Kerberos
Kerberos is a protocol designed to provide secure authentication to services over an insecure network. It ensures that passwords are never sent across the network and encryption keys are never directly exchanged. Furthermore, you and the application can mutually authenticate each other. Many organizations utilize Kerberos as the foundation for single sign-on capabilities. The name "Kerberos" originates from Greek mythology, specifically from Cerberus, the three-headed dog that guards the gates to the underworld, symbolizing its role in guarding access to applications.
Kerberos was selected over other options like SSL certificates due to its better performance and simpler user management; for instance, removing a user in Kerberos involves a simple deletion, whereas revoking an SSL certificate is a more complicated process.
A key benefit of Kerberos is that it eliminates the need for passwords to be transmitted across the network, thereby removing the potential threat of attackers "sniffing" or intercepting passwords.
To understand Kerberos, several key terms are essential:
-
A Kerberos realm is the domain or group of systems where Kerberos has the authority to authenticate users to services.
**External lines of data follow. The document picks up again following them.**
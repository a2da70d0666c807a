//! File-Backed Deletion Log
//!
//! Persists audit entries as JSON lines, one file per UTC date
//! (`deletions-YYYY-MM-DD.jsonl`). Partition files are append-only; the only
//! mutation ever applied is dropping a whole partition through
//! [`AuditLog::delete_by_date`].

use std::fs::{self, OpenOptions};
use std::io::Write;
use std::path::{Path, PathBuf};

use async_trait::async_trait;
use chrono::NaiveDate;
use glob::glob;
use tokio::sync::Mutex;
use walkdir::WalkDir;

use crate::stores::{AuditLog, StoreError, StoreResult};
use crate::types::DeletionLogEntry;

const PARTITION_PREFIX: &str = "deletions-";
const PARTITION_SUFFIX: &str = ".jsonl";

/// Date-partitioned deletion log on the local filesystem
pub struct FileAuditLog {
    dir: PathBuf,
    // Serializes appends; interleaved writes would corrupt partition lines
    write_guard: Mutex<()>,
}

impl FileAuditLog {
    /// Open a log rooted at the given directory, creating it if needed
    pub fn new(dir: impl Into<PathBuf>) -> StoreResult<Self> {
        let dir = dir.into();
        if !dir.exists() {
            fs::create_dir_all(&dir).map_err(|e| {
                StoreError::unavailable(format!(
                    "failed to create audit directory {}: {}",
                    dir.display(),
                    e
                ))
            })?;
        }
        Ok(Self {
            dir,
            write_guard: Mutex::new(()),
        })
    }

    /// Open a log under the default per-user location
    pub fn open_default() -> StoreResult<Self> {
        Self::new(Self::default_dir()?)
    }

    /// Default log location: `~/.docsweep/deletions`
    pub fn default_dir() -> StoreResult<PathBuf> {
        dirs::home_dir()
            .map(|home| home.join(".docsweep").join("deletions"))
            .ok_or_else(|| StoreError::unavailable("home directory not available"))
    }

    pub fn dir(&self) -> &Path {
        &self.dir
    }

    fn partition_path(&self, date: NaiveDate) -> PathBuf {
        self.dir.join(format!(
            "{}{}{}",
            PARTITION_PREFIX,
            date.format("%Y-%m-%d"),
            PARTITION_SUFFIX
        ))
    }

    /// Dates that currently have a partition file, oldest first
    pub fn partition_dates(&self) -> StoreResult<Vec<NaiveDate>> {
        let pattern = self
            .dir
            .join(format!("{}*{}", PARTITION_PREFIX, PARTITION_SUFFIX));
        let pattern_str = pattern.to_string_lossy();

        let mut dates = Vec::new();
        let entries = glob(&pattern_str)
            .map_err(|e| StoreError::unavailable(format!("bad partition pattern: {}", e)))?;
        for entry in entries {
            match entry {
                Ok(path) => {
                    if let Some(date) = partition_date_from_path(&path) {
                        dates.push(date);
                    }
                }
                Err(e) => {
                    log::warn!("⚠️ Skipping unreadable audit partition: {}", e);
                }
            }
        }
        dates.sort();
        Ok(dates)
    }

    /// Total bytes the log occupies on disk
    pub fn disk_usage_bytes(&self) -> u64 {
        WalkDir::new(&self.dir)
            .into_iter()
            .filter_map(|entry| entry.ok())
            .filter(|entry| entry.file_type().is_file())
            .filter_map(|entry| entry.metadata().ok())
            .map(|metadata| metadata.len())
            .sum()
    }
}

fn partition_date_from_path(path: &Path) -> Option<NaiveDate> {
    let name = path.file_name()?.to_str()?;
    let date_part = name
        .strip_prefix(PARTITION_PREFIX)?
        .strip_suffix(PARTITION_SUFFIX)?;
    NaiveDate::parse_from_str(date_part, "%Y-%m-%d").ok()
}

#[async_trait]
impl AuditLog for FileAuditLog {
    async fn append(&self, entry: DeletionLogEntry) -> StoreResult<()> {
        let line = serde_json::to_string(&entry)?;
        let path = self.partition_path(entry.partition_date());

        let _guard = self.write_guard.lock().await;
        let mut file = OpenOptions::new()
            .create(true)
            .append(true)
            .open(&path)
            .map_err(|e| {
                StoreError::unavailable(format!(
                    "failed to open audit partition {}: {}",
                    path.display(),
                    e
                ))
            })?;
        writeln!(file, "{}", line)?;
        Ok(())
    }

    async fn query_by_date(&self, date: NaiveDate) -> StoreResult<Vec<DeletionLogEntry>> {
        let path = self.partition_path(date);
        if !path.exists() {
            return Ok(Vec::new());
        }

        let content = fs::read_to_string(&path)?;
        let mut entries = Vec::new();
        for line in content.lines().filter(|line| !line.trim().is_empty()) {
            match serde_json::from_str::<DeletionLogEntry>(line) {
                Ok(entry) => entries.push(entry),
                Err(e) => {
                    log::warn!(
                        "⚠️ Skipping malformed audit line in {}: {}",
                        path.display(),
                        e
                    );
                }
            }
        }
        Ok(entries)
    }

    async fn delete_by_date(&self, date: NaiveDate) -> StoreResult<usize> {
        let path = self.partition_path(date);
        if !path.exists() {
            return Ok(0);
        }

        let _guard = self.write_guard.lock().await;
        let content = fs::read_to_string(&path)?;
        let count = content
            .lines()
            .filter(|line| !line.trim().is_empty())
            .count();
        fs::remove_file(&path)?;
        Ok(count)
    }
}

#[cfg(test)]
mod tests {
    use super::*;
    use crate::types::{DocumentId, StoreKind};
    use chrono::{Duration, Utc};
    use tempfile::TempDir;

    fn test_log() -> (FileAuditLog, TempDir) {
        let temp_dir = TempDir::new().unwrap();
        let log = FileAuditLog::new(temp_dir.path().join("deletions")).unwrap();
        (log, temp_dir)
    }

    #[tokio::test]
    async fn test_append_and_query_round_trip() {
        let (log, _temp_dir) = test_log();
        let today = Utc::now().date_naive();

        log.append(DeletionLogEntry::cleanup(
            DocumentId::from("a"),
            StoreKind::Vector,
        ))
        .await
        .unwrap();
        log.append(DeletionLogEntry::manual(
            DocumentId::from("b"),
            StoreKind::Cache,
        ))
        .await
        .unwrap();

        let entries = log.query_by_date(today).await.unwrap();
        assert_eq!(entries.len(), 2);
        assert_eq!(entries[0].document_id.as_str(), "a"); // Append order preserved
        assert_eq!(entries[1].document_id.as_str(), "b");
    }

    #[tokio::test]
    async fn test_query_missing_partition_is_empty() {
        let (log, _temp_dir) = test_log();
        let entries = log
            .query_by_date(NaiveDate::from_ymd_opt(2020, 1, 1).unwrap())
            .await
            .unwrap();
        assert!(entries.is_empty());
    }

    #[tokio::test]
    async fn test_entries_route_to_their_dates_partition() {
        let (log, _temp_dir) = test_log();
        let mut old_entry =
            DeletionLogEntry::cleanup(DocumentId::from("old"), StoreKind::Vector);
        old_entry.deleted_at = Utc::now() - Duration::days(3);
        let old_date = old_entry.partition_date();

        log.append(old_entry).await.unwrap();
        log.append(DeletionLogEntry::cleanup(
            DocumentId::from("new"),
            StoreKind::Vector,
        ))
        .await
        .unwrap();

        let old_entries = log.query_by_date(old_date).await.unwrap();
        assert_eq!(old_entries.len(), 1);
        assert_eq!(old_entries[0].document_id.as_str(), "old");

        let new_entries = log.query_by_date(Utc::now().date_naive()).await.unwrap();
        assert_eq!(new_entries.len(), 1);

        let dates = log.partition_dates().unwrap();
        assert_eq!(dates.len(), 2);
        assert!(dates[0] < dates[1]); // Oldest first
    }

    #[tokio::test]
    async fn test_malformed_lines_are_skipped() {
        let (log, _temp_dir) = test_log();
        let today = Utc::now().date_naive();

        log.append(DeletionLogEntry::cleanup(
            DocumentId::from("good"),
            StoreKind::Vector,
        ))
        .await
        .unwrap();

        // Corrupt the partition with a half-written line
        let path = log.partition_path(today);
        let mut file = OpenOptions::new().append(true).open(&path).unwrap();
        writeln!(file, "{{\"document_id\": \"trunc").unwrap();

        log.append(DeletionLogEntry::cleanup(
            DocumentId::from("also-good"),
            StoreKind::Vector,
        ))
        .await
        .unwrap();

        let entries = log.query_by_date(today).await.unwrap();
        assert_eq!(entries.len(), 2);
        assert_eq!(entries[0].document_id.as_str(), "good");
        assert_eq!(entries[1].document_id.as_str(), "also-good");
    }

    #[tokio::test]
    async fn test_delete_by_date_removes_partition() {
        let (log, _temp_dir) = test_log();
        let today = Utc::now().date_naive();

        for i in 0..3 {
            log.append(DeletionLogEntry::cleanup(
                DocumentId::new(format!("doc-{}", i)),
                StoreKind::Vector,
            ))
            .await
            .unwrap();
        }

        assert_eq!(log.delete_by_date(today).await.unwrap(), 3);
        assert!(log.query_by_date(today).await.unwrap().is_empty());
        assert_eq!(log.delete_by_date(today).await.unwrap(), 0);
        assert!(log.partition_dates().unwrap().is_empty());
    }

    #[tokio::test]
    async fn test_disk_usage_grows_with_entries() {
        let (log, _temp_dir) = test_log();
        assert_eq!(log.disk_usage_bytes(), 0);

        log.append(DeletionLogEntry::cleanup(
            DocumentId::from("doc"),
            StoreKind::Vector,
        ))
        .await
        .unwrap();

        assert!(log.disk_usage_bytes() > 0);
    }

    #[test]
    fn test_partition_date_parsing() {
        let path = Path::new("/tmp/deletions-2025-03-09.jsonl");
        assert_eq!(
            partition_date_from_path(path),
            NaiveDate::from_ymd_opt(2025, 3, 9)
        );

        assert_eq!(
            partition_date_from_path(Path::new("/tmp/other-file.jsonl")),
            None
        );
        assert_eq!(
            partition_date_from_path(Path::new("/tmp/deletions-not-a-date.jsonl")),
            None
        );
    }

    #[test]
    fn test_default_dir_is_under_home() {
        // Home may be unset in minimal environments; only check the shape
        if let Ok(dir) = FileAuditLog::default_dir() {
            assert!(dir.ends_with(".docsweep/deletions"));
        }
    }
}
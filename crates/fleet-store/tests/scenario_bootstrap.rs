use fleet_model::CasePolicy;
use fleet_store::Store;

#[tokio::test]
async fn bootstrap_creates_schema_and_reports_healthy() {
    let dir = tempfile::tempdir().unwrap();
    let db_path = dir.path().join("state.db");

    let store = Store::bootstrap(&db_path, CasePolicy::Sensitive).await.unwrap();
    let health = store.health().await.unwrap();

    assert!(health.ok);
    assert!(health.has_core_tables);
    assert!(!health.degraded);
}

#[tokio::test]
async fn reopening_with_mismatched_case_policy_is_fatal() {
    let dir = tempfile::tempdir().unwrap();
    let db_path = dir.path().join("state.db");

    let _store = Store::bootstrap(&db_path, CasePolicy::Sensitive).await.unwrap();
    drop(_store);

    let reopened = Store::bootstrap(&db_path, CasePolicy::InsensitiveAscii).await;
    let err = reopened.expect_err("case policy mismatch must be fatal");
    assert_eq!(err.kind, fleet_model::ErrorKind::Corruption);
}

#[tokio::test]
async fn write_txn_commits_and_read_txn_sees_it() {
    let dir = tempfile::tempdir().unwrap();
    let db_path = dir.path().join("state.db");
    let store = Store::bootstrap(&db_path, CasePolicy::Sensitive).await.unwrap();

    let mut write = store.begin_write().await.unwrap();
    sqlx::query("INSERT INTO core_metadata (key, value) VALUES ('probe', 'hello')")
        .execute(&mut *write.tx)
        .await
        .unwrap();
    write.commit().await.unwrap();
    store.note_write_committed();

    let mut read = store.begin_read().await.unwrap();
    let value: String = sqlx::query_scalar("SELECT value FROM core_metadata WHERE key = 'probe'")
        .fetch_one(&mut *read.tx)
        .await
        .unwrap();
    assert_eq!(value, "hello");
}
pub(crate) async fn list_missions(
    State(state): State<AppState>,
    Query(q): Query<ListMissionsQuery>,
) -> ApiResult<impl IntoResponse> {
    let status = q.status.as_deref().map(|s| parse_wire::<MissionStatus>(s, "status")).transpose()?;
    let priority = q.priority.as_deref().map(|s| parse_wire::<Priority>(s, "priority")).transpose()?;
    let mut missions = queries::list_missions(state.store.pool(), status, q.limit.unwrap_or(50), q.offset.unwrap_or(0)).await?;
    if let Some(priority) = priority {
        missions.retain(|m| m.priority == priority);
    }
    Ok(Json(missions))
}

pub(crate) async fn start_mission(
    State(state): State<AppState>,
    Path(id): Path<String>,
    headers: HeaderMap,
) -> ApiResult<impl IntoResponse> {
    let cid = causation_id(&headers)?;
    let mission_id = MissionId::parse(id.clone())?;
    let mission = queries::get_mission(state.store.pool(), &mission_id).await?.ok_or_else(|| not_found("mission", &id))?;
    if !mission.status.can_transition_to(MissionStatus::InProgress) {
        return Err(CoreError::conflict(format!(
            "mission {id} cannot start from status {:?}",
            mission.status
        ))
        .into());
    }
    let event = with_causation(
        NewEvent::new("mission_started", StreamType::Mission, mission_id.as_str(), json!({})),
        cid,
    );
    state.ledger.append(event).await?;
    let mission = queries::get_mission(state.store.pool(), &mission_id).await?.ok_or_else(|| not_found("mission", &id))?;
    Ok(Json(mission))
}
Multiple realms can exist and be interconnected.
-
Database: This part stores user and service identities, which are known as principles. It also holds other information like encryption keys, ticket validity durations, and expiration dates.
-
A principle is a unique identity, which can be either a user or a service (like an application).
-
A client is a process that accesses a service on behalf of a user, essentially the user wanting to access something.
-
A service is a resource provided to a client, such as a file server or an application.
-
The Key Distribution Center (KDC) is the central component of Kerberos, responsible for supplying tickets and generating temporary session keys that enable secure user authentication to a service. The KDC stores all the secret symmetric keys for users and services. It comprises two main servers: the Authentication Server (AS) and the Ticket Granting Server (TGS).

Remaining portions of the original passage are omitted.